Horror films have long exploited the complex identifications that take place within the viewer. In part, we like scary movies because they give us a safe environment in which to confront that deepest wellspring of human anxiety, our own mortality; thus we identify with the victims. But even if we insist that we take no pleasure in the actual carnage typical of such films, it is still our taste for this violent brand of entertainment that ultimately generates the body count; hence, we identify with the source of menace. In this regard, "The Ring" is more successful than most films in having it both ways.

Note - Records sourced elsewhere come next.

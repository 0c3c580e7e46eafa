//! Poll loop state machine
//!
//! One poller drives one upstream source through repeating cycles:
//! IDLE -> FETCHING -> PROCESSING -> PERSISTING -> WAITING, with STOPPED
//! reachable from anywhere via the shutdown channel. The cursor only
//! advances after a cycle's output is durably persisted, so a crash or an
//! abandoned cycle replays the same input - and the idempotent store makes
//! that replay harmless.

use crate::aggregator::UsageAggregator;
use crate::backoff::Backoff;
use crate::classifier::{Classifier, Label};
use crate::config::Config;
use crate::error::SourceError;
use crate::event::Event;
use crate::normalizer;
use crate::source::{BlockSource, PageSource, RawActivityPage};
use crate::store::{EventStore, ProgramCall};
use std::collections::BTreeSet;
use std::sync::Arc;
use std::time::Duration;
use tokio::sync::{watch, Mutex};
use tokio::time::sleep;

#[derive(Debug, Clone, Copy, PartialEq, Eq)]
pub enum PollerState {
    Idle,
    Fetching,
    Processing,
    Persisting,
    Waiting,
    Stopped,
}

/// Where the next cycle resumes.
#[derive(Debug, Clone, Copy, PartialEq, Eq)]
pub enum Cursor {
    /// Next block slot to fetch.
    Slot(u64),
    /// Current half-open query window and pagination offset within it.
    Window { start_ts: i64, end_ts: i64, skip: usize },
}

/// What one cycle accomplished.
#[derive(Debug, Clone, Copy, PartialEq, Eq)]
pub enum CycleOutcome {
    /// New input was processed and the cursor advanced.
    Progress,
    /// The source had nothing new; the cursor may still advance (empty
    /// page closing a window, skipped slot).
    Empty,
    /// Retries were exhausted; the cursor did not move.
    Abandoned,
}

enum Driver {
    Block(Arc<dyn BlockSource>),
    Window(Arc<dyn PageSource>),
}

#[derive(Debug, Clone)]
pub struct PollerOptions {
    pub poll_interval_secs: u64,
    pub window_secs: i64,
    /// A window is only queried once its end is at least this far in the
    /// past, so the indexer has finished publishing into it.
    pub lag_buffer_secs: i64,
    pub max_retries: u32,
    pub backoff_initial_secs: u64,
    pub backoff_max_secs: u64,
}

impl PollerOptions {
    pub fn from_config(config: &Config) -> Self {
        Self {
            poll_interval_secs: config.poll_interval_secs,
            window_secs: config.window_secs,
            lag_buffer_secs: config.lag_buffer_secs,
            max_retries: config.max_retries,
            backoff_initial_secs: config.backoff_initial_secs,
            backoff_max_secs: config.backoff_max_secs,
        }
    }
}

pub struct Poller {
    driver: Driver,
    store: Arc<Mutex<EventStore>>,
    classifier: Arc<Classifier>,
    aggregator: Arc<Mutex<UsageAggregator>>,
    cursor: Cursor,
    state: PollerState,
    options: PollerOptions,
    /// Highest slot the provider reported, refreshed when the cursor
    /// catches up to it. Block driver only.
    known_tip: u64,
    /// Most recent chain timestamp observed in a fetched block; stands in
    /// when a block carries no time of its own. Block driver only.
    last_block_time: Option<i64>,
}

Beyond the sly camerawork, our leading lady herself plays both roles. Rachel is victimized by Samara but becomes her instrument as well. One could argue that dying in "The Ring" is itself a conspiratorial act, a process of becoming Samara. The hideous death masks we see deliver almost the same shock to the viewer that Samara doles out to the victims. And the victims start resembling Samara as well. Maybe Rebecca in the psych ward provides the clearest living instance, with her institutional drapery and long black tresses pointedly frazzled. Or look at the drawings that Aidan creates after Katie's death. In conference with Aidan's understandably concerned teacher, Rachel identifies the dead girl in black crayon: "That's Katie." But isn't it really Samara, or both of them at once? None of this suggests that becoming like Samara by dying is empowering in any way; it only tightens the grip of the nightmare.

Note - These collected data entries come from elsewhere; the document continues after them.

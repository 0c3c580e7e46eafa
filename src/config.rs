use crate::error::ConfigError;
use std::env;

/// Configuration loaded from environment variables
///
/// Both sources are optional individually, but at least one must be set or
/// the pipeline has nothing to poll. Validation happens once at startup;
/// a bad value is fatal before the poll loop is entered.
#[derive(Debug, Clone)]
pub struct Config {
    /// JSON-RPC endpoint for the block source, if block polling is enabled.
    pub rpc_url: Option<String>,
    /// GraphQL endpoint for the windowed activity source, if enabled.
    pub graph_url: Option<String>,
    pub db_path: String,
    /// Idle sleep between poll cycles, seconds.
    pub poll_interval_secs: u64,
    /// Width of each windowed query, seconds.
    pub window_secs: i64,
    /// How far behind real time the indexer is assumed to lag; a window is
    /// only queried once its end is at least this old, seconds.
    pub lag_buffer_secs: i64,
    /// Fetch retries per cycle before the cycle is abandoned.
    pub max_retries: u32,
    pub backoff_initial_secs: u64,
    pub backoff_max_secs: u64,
    /// Events older than this are swept by retention, seconds.
    pub retention_secs: i64,
    /// Sweep cadence, seconds.
    pub retention_interval_secs: u64,
    /// Copy swept events into the archive tables before deleting.
    pub archive_on_retention: bool,
    pub rust_log: Option<String>,
}

fn parse_var<T: std::str::FromStr>(name: &str, default: T) -> Result<T, ConfigError> {
    match env::var(name) {
        Ok(raw) => raw
            .trim()
            .parse()
            .map_err(|_| ConfigError(format!("{} is not a valid value: {}", name, raw))),
        Err(_) => Ok(default),
    }
}

impl Config {
    /// Load configuration from environment variables
    pub fn from_env() -> Result<Self, ConfigError> {
        let config = Self {
            rpc_url: env::var("RPC_URL").ok().filter(|s| !s.trim().is_empty()),
            graph_url: env::var("GRAPH_URL").ok().filter(|s| !s.trim().is_empty()),
            db_path: env::var("DB_PATH").unwrap_or_else(|_| "chainflow.db".to_string()),
            poll_interval_secs: parse_var("POLL_INTERVAL_SECS", 10)?,
            window_secs: parse_var("WINDOW_SECS", 3600)?,
            lag_buffer_secs: parse_var("LAG_BUFFER_SECS", 300)?,
            max_retries: parse_var("MAX_RETRIES", 5)?,
            backoff_initial_secs: parse_var("BACKOFF_INITIAL_SECS", 1)?,
            backoff_max_secs: parse_var("BACKOFF_MAX_SECS", 60)?,
            retention_secs: parse_var("RETENTION_SECS", 86_400)?,
            retention_interval_secs: parse_var("RETENTION_INTERVAL_SECS", 3600)?,
            archive_on_retention: parse_var("ARCHIVE_ON_RETENTION", true)?,
            rust_log: env::var("RUST_LOG").ok(),
        };

        config.validate()?;
        Ok(config)
    }

    pub fn validate(&self) -> Result<(), ConfigError> {
        if self.rpc_url.is_none() && self.graph_url.is_none() {
            return Err(ConfigError(
                "at least one of RPC_URL or GRAPH_URL must be set".to_string(),
            ));
        }
        for url in [&self.rpc_url, &self.graph_url].into_iter().flatten() {
            if !url.starts_with("http://") && !url.starts_with("https://") {
                return Err(ConfigError(format!("not an http(s) url: {}", url)));
            }
        }
        if self.db_path.trim().is_empty() {
            return Err(ConfigError("DB_PATH must not be empty".to_string()));
        }
        if self.poll_interval_secs == 0 {
            return Err(ConfigError("POLL_INTERVAL_SECS must be positive".to_string()));
        }
        if self.window_secs <= 0 {
            return Err(ConfigError("WINDOW_SECS must be positive".to_string()));
        }
        if self.lag_buffer_secs < 0 {
            return Err(ConfigError("LAG_BUFFER_SECS must not be negative".to_string()));
        }
        if self.backoff_initial_secs == 0 || self.backoff_max_secs < self.backoff_initial_secs {
            return Err(ConfigError(
                "backoff bounds must satisfy 0 < initial <= max".to_string(),
            ));
        }
        if self.retention_secs <= 0 {
            return Err(ConfigError("RETENTION_SECS must be positive".to_string()));
        }
        Ok(())
    }
}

But the psychological tensions here still don't quite fully explain the awful wallop this film packs. It's one thing to "perform" or allegorize the viewer's anxieties, no matter how cleverly, and quite another thing to project a sense of dread that endures in many cases beyond the seven-day grace period. (Think of the icy tune Samara sings just before her mother clamps down with the plastic bag: "When it's over, it's just beginning.")

Drowning in the Shallows

So how else does "The Ring" do it? Maybe we'd better have another look at that tape. Consider that when Rachel prepares for her first viewing of the video in the Shelter Mountain cabin, she is already, unknowingly, in the middle of one of the film's images: that flaming tree whose sun-tinted leaves make it seem as if the room is submerged in a glass of burgundy (or that more precious burgundy of human vintage). It's as if pushing "Play" only triggers a preexisting force; the logic of the tape exceeds the actual viewing of it.

Consider that when Aidan views the tape, we catch a glimpse of the chair that sat still for Rachel, but now it's levitating and spinning rapidly. Does the tape change with every individual viewing? This apparently endless editorial revision is worrisome: Like the victims, we rely on the tape to provide order in the film's universe, however diabolical. Now even this reassurance disintegrates.

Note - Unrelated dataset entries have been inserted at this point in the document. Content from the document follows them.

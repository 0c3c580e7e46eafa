//! Raw record normalization
//!
//! Pure functions from one provider-specific raw record to a canonical
//! [`Event`] (or [`NormalizeError`]). Required fields must be present and
//! parseable; a missing amount is an error, never a silent zero. The one
//! deliberate exception is `amountUSD`: upstreams legitimately omit it, and
//! an omitted USD value normalizes to `None` - distinct from a reported
//! `0.0`, which means "no trade impact".
//!
//! A single raw transaction (embedded-swaps shape or block shape) may yield
//! 0..N outputs; callers skip individual malformed records and continue.

use crate::error::NormalizeError;
use crate::event::{Event, EventKind, PoolContext, TokenRef};
use crate::source::{
    RawBlockTransaction, RawEmbeddedSwap, RawFlashloan, RawGraphTransaction, RawNumber,
    RawPoolEvent, RawSwap, RawToken,
};

/// One program invocation observed in a raw block transaction, attributed
/// to the aggregator's usage statistics.
#[derive(Debug, Clone, PartialEq)]
pub struct ProgramObservation {
    pub program_id: String,
    pub instruction: Option<String>,
}

/// Everything extracted from one raw block transaction: per-instruction
/// observations plus the full address set for classification.
#[derive(Debug, Clone)]
pub struct TransactionActivity {
    pub signature: String,
    pub observations: Vec<ProgramObservation>,
    pub account_keys: Vec<String>,
}

fn require<T>(
    value: Option<T>,
    record_kind: &'static str,
    key: &Option<String>,
    field: &'static str,
) -> Result<T, NormalizeError> {
    value.ok_or_else(|| NormalizeError::missing(record_kind, key.clone(), field))
}

fn parse_f64(
    value: &Option<RawNumber>,
    record_kind: &'static str,
    key: &Option<String>,
    field: &'static str,
) -> Result<f64, NormalizeError> {
    match value {
        None => Err(NormalizeError::missing(record_kind, key.clone(), field)),
        Some(raw) => raw.as_f64().ok_or_else(|| {
            NormalizeError::invalid(
                record_kind,
                key.clone(),
                format!("field `{}` is not numeric", field),
            )
        }),
    }
}

fn parse_timestamp(
    value: &Option<RawNumber>,
    record_kind: &'static str,
    key: &Option<String>,
) -> Result<i64, NormalizeError> {
    match value {
        None => Err(NormalizeError::missing(record_kind, key.clone(), "timestamp")),
        Some(raw) => raw.as_i64().ok_or_else(|| {
            NormalizeError::invalid(record_kind, key.clone(), "field `timestamp` is not numeric")
        }),
    }
}

fn parse_block_number(
    value: &Option<RawNumber>,
    record_kind: &'static str,
    key: &Option<String>,
) -> Result<u64, NormalizeError> {
    match value {
        None => Err(NormalizeError::missing(record_kind, key.clone(), "blockNumber")),
        Some(raw) => raw.as_u64().ok_or_else(|| {
            NormalizeError::invalid(
                record_kind,
                key.clone(),
                "field `blockNumber` is not a non-negative integer",
            )
        }),
    }
}

/// Optional USD amount: absent stays `None`; present but unparseable is an
/// error rather than a silent zero.
fn parse_amount_usd(
    value: &Option<RawNumber>,
    record_kind: &'static str,
    key: &Option<String>,
) -> Result<Option<f64>, NormalizeError> {
    match value {
        None => Ok(None),
        Some(raw) => raw.as_f64().map(Some).ok_or_else(|| {
            NormalizeError::invalid(record_kind, key.clone(), "field `amountUSD` is not numeric")
        }),
    }
}

fn token_ref(
    token: &Option<RawToken>,
    record_kind: &'static str,
    key: &Option<String>,
    field: &'static str,
) -> Result<TokenRef, NormalizeError> {
    let token = token
        .as_ref()
        .ok_or_else(|| NormalizeError::missing(record_kind, key.clone(), field))?;
    let address = token
        .id
        .clone()
        .ok_or_else(|| NormalizeError::missing(record_kind, key.clone(), field))?;
    // Symbol is cosmetic; fall back to the address when the subgraph has none.
    let symbol = token.symbol.clone().unwrap_or_else(|| address.clone());
    Ok(TokenRef { address, symbol })
}

/// Normalize one subgraph swap record.
pub fn normalize_swap(raw: &RawSwap) -> Result<Event, NormalizeError> {
    const KIND: &str = "swap";
    let key = raw.id.clone();
    let id = require(raw.id.clone(), KIND, &key, "id")?;

    let pool = match &raw.pool {
        Some(p) => {
            let token0_price = p.token0_price.as_ref().and_then(|n| n.as_f64());
            let token1_price = p.token1_price.as_ref().and_then(|n| n.as_f64());
            let liquidity = p.liquidity.as_ref().and_then(|n| n.as_f64());
            match (token0_price, token1_price, liquidity) {
                (Some(p0), Some(p1), Some(liq)) => Some(PoolContext {
                    token0_price: p0,
                    token1_price: p1,
                    liquidity: liq,
                }),
                _ => None,
            }
        }
        None => None,
    };

    Ok(Event {
        block_number: parse_block_number(&raw.block_number, KIND, &key)?,
        timestamp: parse_timestamp(&raw.timestamp, KIND, &key)?,
        amount_usd: parse_amount_usd(&raw.amount_usd, KIND, &key)?,
        kind: EventKind::Swap {
            sender: require(raw.sender.clone(), KIND, &key, "sender")?,
            recipient: require(raw.recipient.clone(), KIND, &key, "recipient")?,
            token0: token_ref(&raw.token0, KIND, &key, "token0")?,
            token1: token_ref(&raw.token1, KIND, &key, "token1")?,
            amount0: parse_f64(&raw.amount0, KIND, &key, "amount0")?,
            amount1: parse_f64(&raw.amount1, KIND, &key, "amount1")?,
            pool,
        },
        id,
    })
}

/// Normalize one subgraph mint or burn record (identical upstream shape).
fn normalize_pool_event(raw: &RawPoolEvent, is_mint: bool) -> Result<Event, NormalizeError> {
    let record_kind: &'static str = if is_mint { "mint" } else { "burn" };
    let key = raw.id.clone();
    let id = require(raw.id.clone(), record_kind, &key, "id")?;

    let pool = raw
        .pool
        .as_ref()
        .ok_or_else(|| NormalizeError::missing(record_kind, key.clone(), "pool"))?;
    let pool_id = pool
        .id
        .clone()
        .ok_or_else(|| NormalizeError::missing(record_kind, key.clone(), "pool.id"))?;

    let sender = require(raw.sender.clone(), record_kind, &key, "sender")?;
    let token0 = token_ref(&pool.token0, record_kind, &key, "pool.token0")?;
    let token1 = token_ref(&pool.token1, record_kind, &key, "pool.token1")?;
    let amount0 = parse_f64(&raw.amount0, record_kind, &key, "amount0")?;
    let amount1 = parse_f64(&raw.amount1, record_kind, &key, "amount1")?;

    let kind = if is_mint {
        EventKind::Mint {
            sender,
            pool_id,
            token0,
            token1,
            amount0,
            amount1,
        }
    } else {
        EventKind::Burn {
            sender,
            pool_id,
            token0,
            token1,
            amount0,
            amount1,
        }
    };

    Ok(Event {
        block_number: parse_block_number(&raw.block_number, record_kind, &key)?,
        timestamp: parse_timestamp(&raw.timestamp, record_kind, &key)?,
        amount_usd: parse_amount_usd(&raw.amount_usd, record_kind, &key)?,
        kind,
        id,
    })
}

pub fn normalize_mint(raw: &RawPoolEvent) -> Result<Event, NormalizeError> {
    normalize_pool_event(raw, true)
}

pub fn normalize_burn(raw: &RawPoolEvent) -> Result<Event, NormalizeError> {
    normalize_pool_event(raw, false)
}

/// Normalize one subgraph flash loan record.
pub fn normalize_flashloan(raw: &RawFlashloan) -> Result<Event, NormalizeError> {
    const KIND: &str = "flashloan";
    let key = raw.id.clone();
    let id = require(raw.id.clone(), KIND, &key, "id")?;

    Ok(Event {
        block_number: parse_block_number(&raw.block_number, KIND, &key)?,
        timestamp: parse_timestamp(&raw.timestamp, KIND, &key)?,
        amount_usd: parse_amount_usd(&raw.amount_usd, KIND, &key)?,
        kind: EventKind::Flashloan {
            initiator: require(raw.initiator.clone(), KIND, &key, "initiator")?,
            token: token_ref(&raw.token, KIND, &key, "token")?,
            amount: parse_f64(&raw.amount, KIND, &key, "amount")?,
            fee: parse_f64(&raw.fee, KIND, &key, "fee")?,
        },
        id,
    })
}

Consider also that another image on the tape -- the writhing maggots that slowly resolve into human figures thrashing in a watery hell -- has a potential "real" counterpart in the horde of flies that ascend when Rachel cracks the seal on the sarcophagus in Samara's well. Between the tape's image and the film's event there appears to be an organic continuum (those maggots mature into adults) rather than an existential divide.

And finally consider the audio static the tape generates, which is linked with water when Rachel hops the ferry to Moesko Island and inadvertently drives a horse to horrible suicide in one of the film's most frightening sequences. Just after the panicked horse plunges overboard to be in the propellers, the sound of the churning water fades, grading into the sound of the tape's audio static. Water is elsewhere associated with Samara's presence; it floods the hall outside Katie's bedroom door as she trembles at the prospect of what's inside. A glass of filtered water causes Rachel to cough up an EEG cord in an unappetizing dream sequence, and in the same dream, water surrounds the chair where Samara awaits Rachel's approach. As the characters drag themselves around rain-drenched Seattle, we begin to suspect that Samara pervades the atmosphere, is elemental, ubiquitous, which begins to extend the parameters of the film's reach considerably. The depths of the well are everywhere.